Jason Collins, il primo giocatore NBA attivo apertamente gay a fare coming out nel 2013, è morto dopo una coraggiosa battaglia contro un cancro al cervello.
Jason Collins, il rivoluzionario giocatore NBA che ha fatto la storia diventando il primo giocatore attivo apertamente gay della lega, è morto in seguito a una lunga battaglia contro un tumore al cervello. Il centro di 213 centimetri, la cui coraggiosa decisione di rivelare pubblicamente il suo orientamento sessuale nel 2013 ha trasformato il basket professionistico e ha ispirato innumerevoli persone in tutto il mondo, è morto dopo aver combattuto contro una malattia aggressiva. La sua morte segna la fine di un'era che ha cambiato per sempre il panorama dello sport e della rappresentanza LGBTQ+ nell'atletica professionistica.
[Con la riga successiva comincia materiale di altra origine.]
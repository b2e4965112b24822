//! Built-in pattern detectors
//!
//! Thin constructors over [`RegexDetector`] carrying the default per-locale
//! pattern tables. All tables are registered at construction through the
//! registry's validating API, so the default patterns are guaranteed
//! well-formed.

use super::registry::PatternRegistry;
use super::regex::RegexDetector;
use crate::domain::{Locale, PiiKind};
use std::collections::HashSet;

const EMAIL_CONFIDENCE: f64 = 0.90;
const PHONE_CONFIDENCE: f64 = 0.85;
const CREDIT_CARD_CONFIDENCE: f64 = 0.90;
const CREDIT_CARD_LUHN_CONFIDENCE: f64 = 0.95;
const SSN_CONFIDENCE: f64 = 0.85;
const IP_ADDRESS_CONFIDENCE: f64 = 0.90;

fn all_locales() -> HashSet<Locale> {
    Locale::ALL.into_iter().collect()
}

/// Email address detector
///
/// Email format is standardized globally, so a single pattern is registered
/// for the Generic locale and every locale is supported.
pub fn email_detector(locale: Locale) -> RegexDetector {
    let mut registry = PatternRegistry::new();
    registry
        .add_pattern(
            Locale::Generic,
            PiiKind::Email,
            r"\b[A-Za-z0-9._%+-]+@[A-Za-z0-9.-]+\.[A-Za-z]{2,}\b",
        )
        .expect("builtin email pattern is valid");
    RegexDetector::new(
        PiiKind::Email,
        locale,
        all_locales(),
        EMAIL_CONFIDENCE,
        registry,
    )
}

/// Phone number detector with per-locale format tables
pub fn phone_detector(locale: Locale) -> RegexDetector {
    let us_patterns = [
        r"\(\d{3}\)\s*\d{3}[-.]?\d{4}",            // (123) 456-7890 or (123)456-7890
        r"\d{3}[-.]\d{3}[-.]\d{4}",                // 123-456-7890 or 123.456.7890
        r"\d{10}",                                 // 1234567890
        r"\+1\s*\(\d{3}\)\s*\d{3}[-. ]?\d{4}",     // +1 (123) 456-7890
        r"\(\d{3}\)\s+\d{3}\s+\d{4}",              // (123) 456 7890
        r"\d{3}\s+\d{3}\s+\d{4}",                  // 123 456 7890
    ];
    let uk_patterns = [
        r"\+44\s?\d{4}\s?\d{6}",                   // +44 7911 123456
        r"\(0\d{3,4}\)\s?\d{3,4}\s?\d{4}",         // (0161) 999 8888
        r"0\d{3,4}[- ]?\d{3,4}[- ]?\d{4}",         // 01619998888 or 0161-999-8888
    ];
    let india_patterns = [
        r"\+91[- ]?\d{10}",                        // +91 9999999999
        r"0\d{10}",                                // 09999999999
        r"\d{5}[- ]?\d{5}",                        // 99999 99999
    ];
    let australia_patterns = [
        r"\+61\s?\d{1}\s?\d{4}\s?\d{4}",           // +61 4 1234 5678
        r"0\d{1}\s?\d{4}\s?\d{4}",                 // 04 1234 5678
        r"\(0\d{1}\)\s?\d{4}\s?\d{4}",             // (04) 1234 5678
    ];
    let eu_patterns = [
        r"\+49[- ]?\d{3,4}[- ]?\d{5,8}",                           // Germany
        r"\+33[- ]?\d{1}[- ]?\d{2}[- ]?\d{2}[- ]?\d{2}[- ]?\d{2}", // France
        r"\+39[- ]?\d{2,4}[- ]?\d{6,8}",                           // Italy
        r"\+34[- ]?\d{2}[- ]?\d{3}[- ]?\d{3}",                     // Spain
    ];
    let generic_patterns = [
        r"\+\d{1,3}[- ]?\d{3,14}", // international prefix form
        r"\d{5,15}",               // bare digit run
    ];

    let mut registry = PatternRegistry::new();
    let tables: [(Locale, &[&str]); 7] = [
        (Locale::Us, &us_patterns),
        (Locale::Canada, &us_patterns), // Canada shares US formats
        (Locale::Uk, &uk_patterns),
        (Locale::India, &india_patterns),
        (Locale::Australia, &australia_patterns),
        (Locale::Eu, &eu_patterns),
        (Locale::Generic, &generic_patterns),
    ];
    for (table_locale, patterns) in tables {
        registry
            .set_patterns(
                table_locale,
                PiiKind::PhoneNumber,
                patterns.iter().map(|p| p.to_string()).collect(),
            )
            .expect("builtin phone patterns are valid");
    }

    RegexDetector::new(
        PiiKind::PhoneNumber,
        locale,
        all_locales(),
        PHONE_CONFIDENCE,
        registry,
    )
}

/// Payment card detector with a Luhn-check confidence scorer
///
/// Card numbers are locale-independent; a structurally valid number (Luhn
/// checksum passes) is reported with raised confidence.
pub fn credit_card_detector(locale: Locale) -> RegexDetector {
    let card_patterns = [
        // Visa
        r"\b4[0-9]{12}(?:[0-9]{3})?\b",
        r"\b4[0-9]{3}[-\s]?[0-9]{4}[-\s]?[0-9]{4}[-\s]?[0-9]{4}\b",
        // Mastercard
        r"\b5[1-5][0-9]{14}\b",
        r"\b5[1-5][0-9]{2}[-\s]?[0-9]{4}[-\s]?[0-9]{4}[-\s]?[0-9]{4}\b",
        // American Express
        r"\b3[47][0-9]{13}\b",
        r"\b3[47][0-9]{2}[-\s]?[0-9]{6}[-\s]?[0-9]{5}\b",
    ];

    let mut registry = PatternRegistry::new();
    registry
        .set_patterns(
            Locale::Generic,
            PiiKind::CreditCard,
            card_patterns.iter().map(|p| p.to_string()).collect(),
        )
        .expect("builtin card patterns are valid");

    RegexDetector::new(
        PiiKind::CreditCard,
        locale,
        all_locales(),
        CREDIT_CARD_CONFIDENCE,
        registry,
    )
    .with_scorer(Box::new(|matched| {
        let digits: String = matched.chars().filter(|c| c.is_ascii_digit()).collect();
        if luhn_valid(&digits) {
            CREDIT_CARD_LUHN_CONFIDENCE
        } else {
            CREDIT_CARD_CONFIDENCE
        }
    }))
}

/// US Social Security Number detector
pub fn ssn_detector(locale: Locale) -> RegexDetector {
    let mut registry = PatternRegistry::new();
    registry
        .set_patterns(
            Locale::Us,
            PiiKind::Ssn,
            vec![r"\b\d{3}-\d{2}-\d{4}\b".to_string()],
        )
        .expect("builtin SSN patterns are valid");
    // The dashed form is unambiguous enough to report everywhere
    registry
        .set_patterns(
            Locale::Generic,
            PiiKind::Ssn,
            vec![r"\b\d{3}-\d{2}-\d{4}\b".to_string()],
        )
        .expect("builtin SSN patterns are valid");

    RegexDetector::new(
        PiiKind::Ssn,
        locale,
        [Locale::Us, Locale::Generic].into_iter().collect(),
        SSN_CONFIDENCE,
        registry,
    )
}

/// IPv4 address detector
pub fn ip_address_detector(locale: Locale) -> RegexDetector {
    let mut registry = PatternRegistry::new();
    registry
        .add_pattern(
            Locale::Generic,
            PiiKind::IpAddress,
            r"\b(?:25[0-5]|2[0-4]\d|1\d\d|[1-9]?\d)(?:\.(?:25[0-5]|2[0-4]\d|1\d\d|[1-9]?\d)){3}\b",
        )
        .expect("builtin IP pattern is valid");

    RegexDetector::new(
        PiiKind::IpAddress,
        locale,
        all_locales(),
        IP_ADDRESS_CONFIDENCE,
        registry,
    )
}

/// Luhn checksum over a digit string
fn luhn_valid(digits: &str) -> bool {
    if digits.len() < 12 || !digits.chars().all(|c| c.is_ascii_digit()) {
        return false;
    }
    let mut sum = 0u32;
    let mut alternate = false;
    for c in digits.chars().rev() {
        let mut digit = c.to_digit(10).unwrap_or(0);
        if alternate {
            digit *= 2;
            if digit > 9 {
                digit -= 9;
            }
        }
        sum += digit;
        alternate = !alternate;
    }
    sum % 10 == 0
}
L'annuncio di Collins nel maggio 2013 ha scosso l'NBA e il mondo dello sport in generale, rendendolo subito un'icona per gli atleti LGBTQ+ di tutto il mondo. La sua decisione di fare coming out mentre giocava ancora attivamente nella lega non aveva precedenti per l'epoca, dimostrando un notevole coraggio in un'epoca in cui l'omofobia era ancora prevalente negli sport professionistici. Il centro da 7 piedi si era già affermato come rispettabile difensore e rimbalzista nel corso della sua carriera, ma il riconoscimento pubblico della sua sessualità lo ha elevato a un livello di importanza che trascendeva le statistiche del basket e i campionati.
Nel corso della sua carriera professionale, Collins ha giocato per diverse franchigie NBA tra cui Philadelphia 76ers, Boston Celtics, Washington Wizards, Atlanta Hawks e Brooklyn Nets. La sua versatilità come centro difensivo lo ha reso una risorsa preziosa per varie squadre, anche se non è mai stato considerato un fuoriclasse in termini di capacità di segnare. Nonostante i suoi risultati statistici moderati, Collins si è guadagnato il rispetto di compagni di squadra, allenatori e avversari per la sua professionalità, etica del lavoro e carattere sia dentro che fuori dal campo. Il suo contributo al gioco si è esteso ben oltre il campo da basket, diventando un simbolo di accettazione e inclusione negli sport professionistici.